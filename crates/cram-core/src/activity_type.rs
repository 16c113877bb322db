//! Activity type tags.
//!
//! The set is open: the planner ships with work/school/hobbies, but any other
//! tag found in stored data is kept verbatim rather than rejected.

use serde::{Deserialize, Serialize};
use std::convert::Infallible;
use std::fmt;
use std::str::FromStr;

/// Category tag of an activity.
#[derive(Debug, Clone, PartialEq, Eq, PartialOrd, Ord, Hash, Default)]
pub enum ActivityType {
    #[default]
    Work,
    School,
    Hobbies,
    /// Any tag outside the built-in set, stored as written.
    Other(String),
}

impl ActivityType {
    /// The built-in tags, in display order.
    pub const KNOWN: [Self; 3] = [Self::Work, Self::School, Self::Hobbies];

    /// Returns the tag string.
    pub fn as_str(&self) -> &str {
        match self {
            Self::Work => "work",
            Self::School => "school",
            Self::Hobbies => "hobbies",
            Self::Other(tag) => tag,
        }
    }

    /// Returns true for tags outside the built-in set.
    pub const fn is_other(&self) -> bool {
        matches!(self, Self::Other(_))
    }
}

impl fmt::Display for ActivityType {
    fn fmt(&self, f: &mut fmt::Formatter<'_>) -> fmt::Result {
        f.write_str(self.as_str())
    }
}

impl FromStr for ActivityType {
    type Err = Infallible;

    fn from_str(s: &str) -> Result<Self, Self::Err> {
        Ok(match s {
            "work" => Self::Work,
            "school" => Self::School,
            "hobbies" => Self::Hobbies,
            other => Self::Other(other.to_string()),
        })
    }
}

impl From<&str> for ActivityType {
    fn from(s: &str) -> Self {
        match s.parse() {
            Ok(kind) => kind,
            Err(never) => match never {},
        }
    }
}

impl Serialize for ActivityType {
    fn serialize<S>(&self, serializer: S) -> Result<S::Ok, S::Error>
    where
        S: serde::Serializer,
    {
        serializer.serialize_str(self.as_str())
    }
}

impl<'de> Deserialize<'de> for ActivityType {
    fn deserialize<D>(deserializer: D) -> Result<Self, D::Error>
    where
        D: serde::Deserializer<'de>,
    {
        let s = String::deserialize(deserializer)?;
        Ok(Self::from(s.as_str()))
    }
}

_ _ _ _ _

# [What you have to do]
Search the entries above for the string "outside", and report each line where it occurs.

# [Output of the exercise]
    /// Any tag outside the built-in set, stored as written.
    /// Returns true for tags outside the built-in set.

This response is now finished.